Il était une fois un amant des lettres qui griffonnait des poèmes jour et nuit, rêvant de connaître la gloire d’un Verlaine, de Rimbaud ou d’un Nelligan. À l’affût d’histoires tristes et dramatiques, il allait jusqu’à saboter ses relations amoureuses pour se donner la matière première pour sa poésie. Mais, malgré tous ses efforts, il n’arrivait pas à écrire un texte qui le satisfasse.

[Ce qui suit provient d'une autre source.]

//! Kernel handle construction
//!
//! Builds the backend kernel for exactly one of the numeric paths, applying
//! the path-specific clamp, zero-point, and bias semantics. The resulting
//! [`KernelHandle`] owns the backend resource and releases it exactly once
//! when dropped, on every exit path including error unwinding.

use std::fmt;
use std::sync::Arc;

use crate::backend::{
    BackendStatus, ConvBackend, ConvGeometry, F32ConvParams, KernelId, Qc8ConvParams,
    Qs8ConvParams, Qu8ConvParams,
};
use crate::error::{DespacharError, Result};
use crate::tensor::{DType, Tensor};

use super::attributes::{AutoPad, ConvAttributes};
use super::quant::{Precision, QuantParams};

/// Signed 8-bit output clamp bounds
///
/// One step inside the full i8 range on both signed paths.
const QS8_OUTPUT_MIN: i8 = -126;
/// Upper bound of the signed 8-bit output clamp
const QS8_OUTPUT_MAX: i8 = 126;

/// Owned backend kernel, released on drop
pub struct KernelHandle {
    id: KernelId,
    backend: Arc<dyn ConvBackend>,
}

impl KernelHandle {
    fn new(id: KernelId, backend: Arc<dyn ConvBackend>) -> Self {
        Self { id, backend }
    }

    /// The backend identifier of this kernel
    #[must_use]
    pub fn id(&self) -> KernelId {
        self.id
    }
}

impl fmt::Debug for KernelHandle {
    fn fmt(&self, f: &mut fmt::Formatter<'_>) -> fmt::Result {
        f.debug_struct("KernelHandle").field("id", &self.id).finish()
    }
}

impl Drop for KernelHandle {
    fn drop(&mut self) {
        self.backend.release_conv2d(self.id);
    }
}

fn zero_point_i8(value: i32, input: &str) -> Result<i8> {
    i8::try_from(value).map_err(|_| DespacharError::PreconditionViolation {
        input: input.to_string(),
        reason: format!("zero point {value} is not representable as i8"),
    })
}

fn zero_point_u8(value: i32, input: &str) -> Result<u8> {
    u8::try_from(value).map_err(|_| DespacharError::PreconditionViolation {
        input: input.to_string(),
        reason: format!("zero point {value} is not representable as u8"),
    })
}

fn quant_for(precision: Precision, quant: Option<&QuantParams>) -> Result<&QuantParams> {
    quant.ok_or_else(|| DespacharError::PreconditionViolation {
        input: "quant_params".to_string(),
        reason: format!("{precision:?} path requires quantization parameters"),
    })
}

fn per_tensor_scale(quant: &QuantParams) -> Result<f32> {
    quant
        .w_scale
        .per_tensor()
        .ok_or_else(|| DespacharError::PreconditionViolation {
            input: "w_scale".to_string(),
            reason: "per-tensor path classified with a per-channel weight scale".to_string(),
        })
}

/// Build the backend kernel for the classified numeric path
///
/// Called exactly once per operator, from the prepack event, because the
/// packed weight the backend needs only exists from that point on.
#[allow(clippy::too_many_arguments)]
pub(crate) fn build_kernel(
    backend: &Arc<dyn ConvBackend>,
    attrs: &ConvAttributes,
    kernel_shape: [usize; 2],
    channels_in: usize,
    channels_out: usize,
    packed_weight: &Arc<Tensor>,
    bias: Option<&Tensor>,
    precision: Precision,
    quant: Option<&QuantParams>,
    x_dtype: DType,
) -> Result<KernelHandle> {
    // One group-aware geometry covers depthwise and regular conv alike.
    let padding = if attrs.auto_pad == AutoPad::Valid {
        [0; 4]
    } else {
        attrs.pads
    };
    let geometry = ConvGeometry {
        padding,
        kernel: kernel_shape,
        stride: attrs.strides,
        dilation: attrs.dilations,
        groups: attrs.group,
        group_channels_in: channels_in / attrs.group,
        group_channels_out: channels_out / attrs.group,
        input_channel_stride: channels_in,
        output_channel_stride: channels_out,
        same_upper_padding: attrs.auto_pad == AutoPad::SameUpper,
    };

    let created: std::result::Result<KernelId, BackendStatus> = match precision {
        Precision::Fp32 => {
            let (output_min, output_max) = attrs
                .clip_min_max
                .unwrap_or((f32::NEG_INFINITY, f32::INFINITY));
            let bias = bias.map(|b| b.as_f32().map(<[f32]>::to_vec)).transpose()?;
            backend.create_conv2d_f32(F32ConvParams {
                geometry,
                weights: Arc::clone(packed_weight),
                bias,
                output_min,
                output_max,
            })
        }
        Precision::Qs8 => {
            let quant = quant_for(precision, quant)?;
            let bias = bias.map(|b| b.as_i32().map(<[i32]>::to_vec)).transpose()?;
            backend.create_conv2d_qs8(Qs8ConvParams {
                geometry,
                weights: Arc::clone(packed_weight),
                bias,
                x_zero_point: zero_point_i8(quant.x_zero_point, "x_zero_point")?,
                x_scale: quant.x_scale,
                w_scale: per_tensor_scale(quant)?,
                y_zero_point: zero_point_i8(quant.y_zero_point, "y_zero_point")?,
                y_scale: quant.y_scale,
                output_min: QS8_OUTPUT_MIN,
                output_max: QS8_OUTPUT_MAX,
            })
        }
        Precision::Qc8 => {
            let quant = quant_for(precision, quant)?;
            let bias = bias.map(|b| b.as_i32().map(<[i32]>::to_vec)).transpose()?;
            let w_scales = quant
                .w_scale
                .per_channel()
                .ok_or_else(|| DespacharError::PreconditionViolation {
                    input: "w_scale".to_string(),
                    reason: "per-channel path classified with a per-tensor weight scale"
                        .to_string(),
                })?
                .to_vec();
            backend.create_conv2d_qc8(Qc8ConvParams {
                geometry,
                weights: Arc::clone(packed_weight),
                bias,
                x_zero_point: zero_point_i8(quant.x_zero_point, "x_zero_point")?,
                x_scale: quant.x_scale,
                w_scales,
                y_zero_point: zero_point_i8(quant.y_zero_point, "y_zero_point")?,
                y_scale: quant.y_scale,
                output_min: QS8_OUTPUT_MIN,
                output_max: QS8_OUTPUT_MAX,
            })
        }
        Precision::Qu8 => {
            let quant = quant_for(precision, quant)?;
            let bias = bias.map(|b| b.as_i32().map(<[i32]>::to_vec)).transpose()?;
            // The unsigned path derives its clamp from the fused activation
            // when present; the signed paths never do.
            let (output_min, output_max) = match attrs.clip_min_max {
                Some((min, max)) => (min as u8, max as u8),
                None => (0, 255),
            };
            backend.create_conv2d_qu8(Qu8ConvParams {
                geometry,
                weights: Arc::clone(packed_weight),
                bias,
                x_zero_point: zero_point_u8(quant.x_zero_point, "x_zero_point")?,
                x_scale: quant.x_scale,
                w_zero_point: zero_point_u8(quant.w_zero_point, "w_zero_point")?,
                w_scale: per_tensor_scale(quant)?,
                y_zero_point: zero_point_u8(quant.y_zero_point, "y_zero_point")?,
                y_scale: quant.y_scale,
                output_min,
                output_max,
            })
        }
        Precision::Invalid => {
            return Err(DespacharError::UnsupportedPrecision { dtype: x_dtype });
        }
    };

    match created {
        Ok(id) => Ok(KernelHandle::new(id, Arc::clone(backend))),
        Err(status) => Err(DespacharError::KernelConstruction { status }),
    }
}

#[cfg(test)]
mod tests {
    use super::*;
    use crate::backend::ReferenceBackend;
    use crate::conv::quant::WeightScale;
    use crate::tensor::TensorData;

    fn backend() -> Arc<dyn ConvBackend> {
        Arc::new(ReferenceBackend::new())
    }

    fn packed_f32(m: usize, c: usize) -> Arc<Tensor> {
        Arc::new(
            Tensor::constant(vec![m, 1, 1, c], TensorData::F32(vec![1.0; m * c]))
                .expect("test"),
        )
    }

    #[test]
    fn test_fp32_kernel_builds() {
        let backend = backend();
        let handle = build_kernel(
            &backend,
            &ConvAttributes::default(),
            [1, 1],
            2,
            3,
            &packed_f32(3, 2),
            None,
            Precision::Fp32,
            None,
            DType::F32,
        )
        .expect("test");
        let _ = handle.id();
    }

    #[test]
    fn test_invalid_precision_is_rejected() {
        let backend = backend();
        let err = build_kernel(
            &backend,
            &ConvAttributes::default(),
            [1, 1],
            2,
            3,
            &packed_f32(3, 2),
            None,
            Precision::Invalid,
            None,
            DType::I32,
        )
        .unwrap_err();
        assert!(matches!(
            err,
            DespacharError::UnsupportedPrecision { dtype: DType::I32 }
        ));
    }

    #[test]
    fn test_backend_rejection_carries_status() {
        // Per-channel scale count doesn't match the output channel count
        let backend = backend();
        let weights = Arc::new(
            Tensor::constant(vec![4, 1, 1, 2], TensorData::I8(vec![0; 8])).expect("test"),
        );
        let quant = QuantParams {
            x_zero_point: 0,
            x_scale: 1.0,
            w_zero_point: 0,
            w_scale: WeightScale::PerChannel(vec![1.0; 3]),
            y_zero_point: 0,
            y_scale: 1.0,
        };
        let err = build_kernel(
            &backend,
            &ConvAttributes::default(),
            [1, 1],
            2,
            4,
            &weights,
            None,
            Precision::Qc8,
            Some(&quant),
            DType::I8,
        )
        .unwrap_err();
        assert!(matches!(
            err,
            DespacharError::KernelConstruction {
                status: BackendStatus::InvalidParameter
            }
        ));
    }

    #[test]
    fn test_qu8_clamp_falls_back_to_full_range() {
        // Captured by the reference backend's validation: a [0, 255] clamp is
        // accepted, and construction succeeds without a fused clip.
        let backend = backend();
        let weights = Arc::new(
            Tensor::constant(vec![1, 1, 1, 1], TensorData::U8(vec![128])).expect("test"),
        );
        let quant = QuantParams {
            x_zero_point: 128,
            x_scale: 0.1,
            w_zero_point: 128,
            w_scale: WeightScale::PerTensor(0.2),
            y_zero_point: 0,
            y_scale: 0.05,
        };
        let handle = build_kernel(
            &backend,
            &ConvAttributes::default(),
            [1, 1],
            1,
            1,
            &weights,
            None,
            Precision::Qu8,
            Some(&quant),
            DType::U8,
        );
        assert!(handle.is_ok());
    }

    #[test]
    fn test_drop_releases_backend_kernel() {
        let reference = Arc::new(ReferenceBackend::new());
        let backend: Arc<dyn ConvBackend> = reference.clone();
        let handle = build_kernel(
            &backend,
            &ConvAttributes::default(),
            [1, 1],
            1,
            1,
            &packed_f32(1, 1),
            None,
            Precision::Fp32,
            None,
            DType::F32,
        )
        .expect("test");
        assert_eq!(reference.kernel_count(), 1);
        drop(handle);
        assert_eq!(reference.kernel_count(), 0);
    }

    #[test]
    fn test_out_of_range_zero_point_fails() {
        let backend = backend();
        let weights = Arc::new(
            Tensor::constant(vec![1, 1, 1, 1], TensorData::I8(vec![1])).expect("test"),
        );
        let quant = QuantParams {
            x_zero_point: 300,
            x_scale: 1.0,
            w_zero_point: 0,
            w_scale: WeightScale::PerTensor(1.0),
            y_zero_point: 0,
            y_scale: 1.0,
        };
        let err = build_kernel(
            &backend,
            &ConvAttributes::default(),
            [1, 1],
            1,
            1,
            &weights,
            None,
            Precision::Qs8,
            Some(&quant),
            DType::I8,
        )
        .unwrap_err();
        assert!(matches!(err, DespacharError::PreconditionViolation { .. }));
    }
}
//! Backend selection.
//!
//! The concrete backend is chosen once, from configuration, before any
//! assessment runs. Core code only ever sees `Arc<dyn LlmBackend>`.

use std::fmt;
use std::str::FromStr;
use std::sync::Arc;

use secrecy::SecretString;
use serde::{Deserialize, Serialize};

use crate::backend::{
    AnthropicBackend, GeminiBackend, LlmBackend, LlmError, OllamaBackend, OpenAiBackend,
    OpenAiCompatibleBackend,
};

#[derive(Debug, Clone, Copy, PartialEq, Eq, Serialize, Deserialize)]
#[serde(rename_all = "snake_case")]
pub enum BackendKind {
    #[serde(rename = "openai")]
    OpenAi,
    #[serde(rename = "openai_compatible")]
    OpenAiCompatible,
    Ollama,
    Anthropic,
    Gemini,
}

impl BackendKind {
    pub fn as_str(&self) -> &'static str {
        match self {
            BackendKind::OpenAi           => "openai",
            BackendKind::OpenAiCompatible => "openai_compatible",
            BackendKind::Ollama           => "ollama",
            BackendKind::Anthropic        => "anthropic",
            BackendKind::Gemini           => "gemini",
        }
    }

    /// Whether this backend needs an API key to be usable.
    pub fn requires_api_key(&self) -> bool {
        matches!(self, BackendKind::OpenAi | BackendKind::Anthropic | BackendKind::Gemini)
    }

    /// Conventional environment variable holding this provider's key.
    pub fn api_key_env(&self) -> &'static str {
        match self {
            BackendKind::OpenAi           => "OPENAI_API_KEY",
            BackendKind::OpenAiCompatible => "OPENAI_COMPATIBLE_API_KEY",
            BackendKind::Ollama           => "OLLAMA_API_KEY",
            BackendKind::Anthropic        => "ANTHROPIC_API_KEY",
            BackendKind::Gemini           => "GEMINI_API_KEY",
        }
    }
}

impl fmt::Display for BackendKind {
    fn fmt(&self, f: &mut fmt::Formatter<'_>) -> fmt::Result {
        f.write_str(self.as_str())
    }
}

impl FromStr for BackendKind {
    type Err = LlmError;

    fn from_str(s: &str) -> Result<Self, Self::Err> {
        match s.trim().to_lowercase().replace('-', "_").as_str() {
            "openai"                                 => Ok(BackendKind::OpenAi),
            "openai_compatible" | "compat"           => Ok(BackendKind::OpenAiCompatible),
            "ollama"                                 => Ok(BackendKind::Ollama),
            "anthropic" | "claude"                   => Ok(BackendKind::Anthropic),
            "gemini" | "google"                      => Ok(BackendKind::Gemini),
            other => Err(LlmError::Config(format!("unknown backend kind: {other}"))),
        }
    }
}

/// Everything needed to construct one backend.
#[derive(Debug, Clone)]
pub struct BackendConfig {
    pub kind: BackendKind,
    pub model: String,
    pub api_key: Option<SecretString>,
    pub base_url: Option<String>,
}

/// Build the configured backend. Fails fast when a remote backend has no key
/// or an endpoint-based backend has no base URL.
pub fn build_backend(cfg: BackendConfig) -> Result<Arc<dyn LlmBackend>, LlmError> {
    if cfg.kind.requires_api_key() && cfg.api_key.is_none() {
        return Err(LlmError::Config(format!(
            "{} backend selected but no API key found (set {} or llm.api_key)",
            cfg.kind,
            cfg.kind.api_key_env()
        )));
    }

    let backend: Arc<dyn LlmBackend> = match cfg.kind {
        BackendKind::OpenAi => {
            let key = require_key(cfg.api_key, cfg.kind)?;
            Arc::new(OpenAiBackend::new(key, cfg.model))
        }
        BackendKind::Anthropic => {
            let key = require_key(cfg.api_key, cfg.kind)?;
            Arc::new(AnthropicBackend::new(key, cfg.model))
        }
        BackendKind::Gemini => {
            let key = require_key(cfg.api_key, cfg.kind)?;
            Arc::new(GeminiBackend::new(key, cfg.model))
        }
        BackendKind::Ollama => {
            let base_url = cfg.base_url.unwrap_or_else(|| "http://localhost:11434".to_string());
            Arc::new(OllamaBackend::new(base_url, cfg.model))
        }
        BackendKind::OpenAiCompatible => {
            let base_url = cfg.base_url.ok_or_else(|| LlmError::Config(
                "openai_compatible backend requires llm.base_url".to_string()
            ))?;
            Arc::new(OpenAiCompatibleBackend::new(base_url, cfg.model, cfg.api_key))
        }
    };

    tracing::info!(
        backend = backend.name(),
        model = backend.model_id(),
        is_local = backend.is_local(),
        "LLM backend selected"
    );

    Ok(backend)
}

fn require_key(key: Option<SecretString>, kind: BackendKind) -> Result<SecretString, LlmError> {
    key.ok_or_else(|| LlmError::Config(format!("missing API key for {kind}")))
}

#[cfg(test)]
mod tests {
    use super::*;

    fn cfg(kind: BackendKind, key: Option<&str>, base_url: Option<&str>) -> BackendConfig {
        BackendConfig {
            kind,
            model: "some-model".to_string(),
            api_key: key.map(|k| SecretString::from(k.to_string())),
            base_url: base_url.map(str::to_string),
        }
    }

    #[test]
    fn test_remote_backend_without_key_fails_fast() {
        let err = build_backend(cfg(BackendKind::OpenAi, None, None)).err().unwrap();
        assert!(matches!(err, LlmError::Config(_)));
        assert!(err.to_string().contains("OPENAI_API_KEY"));
    }

    #[test]
    fn test_ollama_needs_no_key() {
        let b = build_backend(cfg(BackendKind::Ollama, None, None)).unwrap();
        assert_eq!(b.name(), "ollama");
        assert!(b.is_local());
    }

    #[test]
    fn test_compatible_requires_base_url() {
        assert!(build_backend(cfg(BackendKind::OpenAiCompatible, None, None)).is_err());
        let b = build_backend(cfg(BackendKind::OpenAiCompatible, None, Some("http://localhost:8000"))).unwrap();
        assert_eq!(b.model_id(), "some-model");
    }

    #[test]
    fn test_backend_kind_from_str() {
        assert_eq!("OpenAI".parse::<BackendKind>().unwrap(), BackendKind::OpenAi);
        assert_eq!("openai-compatible".parse::<BackendKind>().unwrap(), BackendKind::OpenAiCompatible);
        assert_eq!("claude".parse::<BackendKind>().unwrap(), BackendKind::Anthropic);
        assert!("watson".parse::<BackendKind>().is_err());
    }
}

Il se mit alors à lire, dévorant des recueils de poèmes à toute heure du jour et de la nuit. « À force de lire, je vais trouver l’inspiration » se répétait-il. Malgré la constance de ses efforts, il se buttait à la page blanche. Et plus il s’entêtait à trouver l’inspiration, et plus il s’isolait, et plus le monde entier l’irritait ! Il désespérait de ces gens manquant de la plus élémentaire culture, rageait devant ces énergumènes qui préféraient cultiver leur corps plutôt que leur esprit. Il finit par en perdre l’appétit, puis, le sommeil. De plus en plus anxieux, il griffonnait des lignes n’importe où et n’importe quand, son esprit de plus en plus perturbé par de terribles obsessions sur le sort de l’humanité.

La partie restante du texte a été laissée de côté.